Food access and dietary indicators associated with depression in women of reproductive age in rural Bangladesh
01 September 2017 (online)
Depression is common among women of reproductive age, especially in low- and middle-income countries. Increased nutritional needs during pregnancy and lactation may deplete nutrients essential to neurotransmission and increase the risk of depression. Depression may conversely lead to poor self- and child care and reduce household food access and dietary diversity. We aim to examine the association between depressive symptoms and several indicators of food access and nutritional status in women in rural Bangladesh.
The Food and Agricultural Approaches to Reducing Malnutrition (FAARM) cluster-randomized trial evaluates the impact of a homestead food production program on undernutrition, including around 2600 young women in 96 villages in rural Sylhet. We used cross-sectional FAARM baseline data from 2015 to study the association of food access and nutritional status with depression using multivariable logistic regression. The Edinburgh Postpartum Depression Scale for Bangladesh was used to screen for depression.
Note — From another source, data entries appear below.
//! Actuator command gateway.
//!
//! Operator commands arrive over HTTP (`POST /api/cmd`) and over the live
//! channel. The gateway checks their *shape* only: the command language
//! belongs to the external actuator engine.
//!
//! 1. Non-empty, at most `max_len` bytes, printable ASCII.
//! 2. The safety gate may suppress it: logged `[BLOCKED]`, not forwarded.
//! 3. Otherwise logged with its origin tag and handed to the engine.

use crate::console_line;
use crate::error::{GatewayError, ValidationError};
use crate::log_capture::Console;

use super::ports::{ActuatorEngine, SafetyGate};

/// Where a command came from; shown as its log tag.
#[derive(Debug, Clone, Copy, PartialEq, Eq)]
pub enum CommandOrigin {
    /// `POST /api/cmd`
    Api,
    /// Live-channel text frame.
    Socket,
}

impl CommandOrigin {
    pub fn tag(self) -> &'static str {
        match self {
            Self::Api => "[API]",
            Self::Socket => "[WS]",
        }
    }
}

/// Check command shape. Returns the command unchanged on success.
pub fn validate_command(cmd: &str, max_len: usize) -> Result<&str, ValidationError> {
    if cmd.is_empty() {
        return Err(ValidationError::EmptyCommand);
    }
    if cmd.len() > max_len {
        return Err(ValidationError::CommandTooLong);
    }
    if !cmd.bytes().all(|b| (0x20..=0x7E).contains(&b)) {
        return Err(ValidationError::NonPrintable);
    }
    Ok(cmd)
}

/// Validates and forwards actuator commands.
pub struct CommandGateway {
    max_len: usize,
    forwarded: u32,
    blocked: u32,
}

impl CommandGateway {
    pub fn new(max_len: usize) -> Self {
        Self {
            max_len,
            forwarded: 0,
            blocked: 0,
        }
    }

    pub fn submit<G: SafetyGate + ?Sized>(
        &mut self,
        cmd: &str,
        origin: CommandOrigin,
        gate: &G,
        engine: &mut dyn ActuatorEngine,
        console: &Console,
    ) -> Result<(), GatewayError> {
        let cmd = validate_command(cmd, self.max_len)?;

        if gate.is_suppressed(cmd) {
            console_line!(console, "[BLOCKED] cmd: {}", cmd);
            self.blocked = self.blocked.saturating_add(1);
            return Err(GatewayError::SafetyBlocked { hint: gate.hint() });
        }

        console_line!(console, "{} cmd: {}", origin.tag(), cmd);
        engine.process_command(cmd);
        self.forwarded = self.forwarded.saturating_add(1);
        Ok(())
    }

    pub fn forwarded(&self) -> u32 {
        self.forwarded
    }

    pub fn blocked(&self) -> u32 {
        self.blocked
    }
}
Of 2599 women, 1018 were pregnant or one year postpartum. Of these, 18% screened positive for major depression (EPDS ≥12) and 22% of the non-perinatal women. Both household-level moderate or severe food insecurity and poor or borderline household diets were associated with double to triple the odds of depression in the fully adjusted models. Inadequate dietary diversity was associated with double the odds of depression, and consumption of several nutrient groups (dairy, eggs, fish, vitamin A-rich foods and vitamin C-rich foods) was associated with less depression. Anemia was not associated with depression. Chronic energy deficiency (BMI < 18.5) was associated with a 38% higher odds of depression.
We identified a strong association of several indicators of food access and nutrition with depression in young women in Bangladesh, but longitudinal studies are needed to clarify the causal direction of the association.